Though the owners don’t seem to realize it, revenue sharing will be more effective than the luxury tax at checking player salaries. If the large-market teams share a higher percentage of their revenues, they have less incentive to improve themselves by spending more and less money with which to sign free agents. Meanwhile, the small-market teams will be able to hold onto more home-grown talent -- without revenue sharing the Twins could never have afforded to re-sign Chuck Knoblauch for $6 million/year.

Faster negotiations next time. This time around the owners argued for seventeen months before agreeing on a proposal to submit to the Players’ Association. Under the new contract they’ll be operating without a luxury tax until a new agreement is reached, which will increase their incentive to talk.

Expansion. The Major League Baseball will expand to 32 teams by the end of the century. In addition to the Arizona and Tampa franchises awarded last year, which will join the majors in 1998, the owners will select two more franchises in 1999 to begin play by 2002.

Interleague play. Like it or not, interleague play appears here to stay. In 1997, the Sox will play three games against each team in the NL East: one series at Fenway against two or three of the Braves, Expos, Marlins, Mets and Phillies, one road series against the others. (Does that set your heart a-flutter?

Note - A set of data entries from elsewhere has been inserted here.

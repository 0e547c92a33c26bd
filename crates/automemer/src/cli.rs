//! CLI argument definitions using clap derive macros.

use clap::{Parser, Subcommand};

/// AutoMemer - scrapes subreddits and curates memes into a Slack channel
#[derive(Parser, Debug)]
#[command(name = "automemer")]
#[command(author, version, about, long_about = None)]
#[command(propagate_version = true)]
pub struct Cli {
    /// Emit logs as JSON lines
    #[arg(long, global = true, env = "AUTOMEMER_JSON_LOGS")]
    pub json_logs: bool,

    #[command(subcommand)]
    pub command: Option<Commands>,
}

#[derive(Subcommand, Debug, Clone, PartialEq, Eq)]
pub enum Commands {
    /// Run the bot: scrape, release and answer chat commands (default)
    Run {
        /// Log outbound messages instead of posting them
        #[arg(long)]
        dry_run: bool,
    },

    /// Run one ingestion pass and exit
    Scrape {
        /// Show a progress bar over the watched subs
        #[arg(long)]
        progress: bool,
    },

    /// Print the current runtime settings
    Settings,

    /// Show version information
    Version,
}

impl Cli {
    /// The subcommand to run; a bare `automemer` runs the bot.
    pub fn action(&self) -> Commands {
        self.command
            .clone()
            .unwrap_or(Commands::Run { dry_run: false })
    }
}
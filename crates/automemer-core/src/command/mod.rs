//! Chat command grammar.
//!
//! Commands are recognised by fixed prefixes of the lower-cased text that
//! follows the bot mention. Matching is first-match in the order of
//! [`Command::parse`].

pub mod interpreter;

pub use interpreter::{CommandInterpreter, Disposition};

/// The closed set of commands.
#[derive(Debug, Clone, Copy, PartialEq, Eq)]
pub enum Command {
    Add,
    Delete,
    Details,
    Help,
    IncreaseThreshold,
    ListThresholds,
    Link,
    ListSettings,
    ListSubreddits,
    SetThreshold,
    SetPostInterval,
    Pop,
    NumMemes,
    Kill,
    Echo,
    Unknown,
}

impl Command {
    pub fn parse(text: &str) -> Self {
        let text = text.to_lowercase();
        let text = text.as_str();

        if text.starts_with("add") {
            Self::Add
        } else if text.starts_with("delete") || text.starts_with("remove") {
            Self::Delete
        } else if text.starts_with("details") {
            Self::Details
        } else if text == "help" {
            Self::Help
        } else if text.starts_with("increase threshold") {
            Self::IncreaseThreshold
        } else if text.starts_with("list thresholds") {
            Self::ListThresholds
        } else if text.starts_with("link") {
            Self::Link
        } else if text == "list settings" {
            Self::ListSettings
        } else if text == "list subreddits" {
            Self::ListSubreddits
        } else if text.starts_with("set threshold") {
            Self::SetThreshold
        } else if text.starts_with("set post interval") {
            Self::SetPostInterval
        } else if text.starts_with("pop") {
            Self::Pop
        } else if text.starts_with("num-memes") {
            Self::NumMemes
        } else if text == "kill" {
            Self::Kill
        } else if text.starts_with("echo ") {
            Self::Echo
        } else {
            Self::Unknown
        }
    }
}

/// Usage line and description for every command, as listed by `help`.
pub const COMMAND_HELP: &[(&str, &str)] = &[
    ("add <sub>", "Adds <sub> to the list of subreddits scraped"),
    ("delete <sub>", "Deletes <sub> from the list of subreddits scraped"),
    ("details <meme_url>", "Gives details for a meme if meme_url has been scraped"),
    ("echo <text>", "Repeats <text> back"),
    ("help", "Prints a list of commands and short descriptions"),
    (
        "increase threshold <threshold> {optional_subreddit}",
        "Sets threshold for {optional_subreddit} to the old threshold + or - the <threshold> value passed. Defaults to global",
    ),
    ("kill", "Kills automemer. Program is stopped, no scraping, no posting"),
    ("link <url>", "Prints the link associated with the url passed"),
    ("list settings", "Prints out all settings"),
    ("list subreddits", "Prints a list of subreddits currently being scraped"),
    ("list thresholds", "Prints the thresholds for subs"),
    (
        "num-memes {postable_only} {by_sub}",
        "Prints the number of memes currently waiting to be posted. To only count memes with enough upvotes use `num-memes postable_only`, to get a breakdown by subreddit use `num-memes by_sub`",
    ),
    ("pop {num}", "pops {num} memes (or as many as there are) from the queue"),
    ("set post interval <int>", "sets the post interval to <int> minutes"),
    (
        "set threshold <threshold> {optional_subreddit}",
        "Sets threshold upvotes a meme must meet to be posted. If {optional_subreddit} is specified, sets <threshold> specifically for that sub, otherwise a global threshold is set (applied to subs without a specific threshold)",
    ),
];
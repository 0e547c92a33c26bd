//! Outbound message queue.
//!
//! Producers (release engine, command interpreter) hold a cloneable
//! [`Outbox`]; the delivery loop owns the single [`OutboxReceiver`] and
//! drains it one message per tick.

use crate::error::{Error, Result};
use crate::types::OutboundMessage;
use tokio::sync::mpsc;

/// Sending half of the outbound queue
#[derive(Clone, Debug)]
pub struct Outbox {
    tx: mpsc::UnboundedSender<OutboundMessage>,
}

/// Receiving half of the outbound queue
#[derive(Debug)]
pub struct OutboxReceiver {
    rx: mpsc::UnboundedReceiver<OutboundMessage>,
}

/// Create a connected outbox pair.
pub fn channel() -> (Outbox, OutboxReceiver) {
    let (tx, rx) = mpsc::unbounded_channel();
    (Outbox { tx }, OutboxReceiver { rx })
}

impl Outbox {
    pub fn send(&self, message: OutboundMessage) -> Result<()> {
        self.tx
            .send(message)
            .map_err(|_| Error::Other("outbound queue closed".into()))
    }
}

impl OutboxReceiver {
    /// Next queued message, without waiting.
    pub fn try_recv(&mut self) -> Option<OutboundMessage> {
        self.rx.try_recv().ok()
    }

    /// Everything currently queued, in FIFO order.
    pub fn drain(&mut self) -> Vec<OutboundMessage> {
        std::iter::from_fn(|| self.try_recv()).collect()
    }
}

Thought not.) And with the DH only used in AL parks, watch for some really ugly highlights during those road games... For 1998, Arizona and Tampa will probably be assigned to different leagues -- creating 15-team leagues which will assure at least one interleague series at all times.

Longer first-round playoffs. The agreement allows the owners to extend the first-round playoffs from best-of-five to best-of-seven games, an option sure to be exercised as soon as the TV networks agree to pay more for those games.

So was this agreement worth disrupting two seasons and destroying the 1994 World Series? Perhaps for the players, who lost 2-1/2 months’ pay and suffered a PR black eye, but fought off proposals which would have permanently reduced their collective income by about 15%. Not for the owners, who sustained long-term damage without winning significant restrictions on player compensation. And certainly not for the fans, many of whom remain hurt, alienated and distrustful of a business whose key division -- between large- and small-market owners -- has left it virtually incapable of governing itself.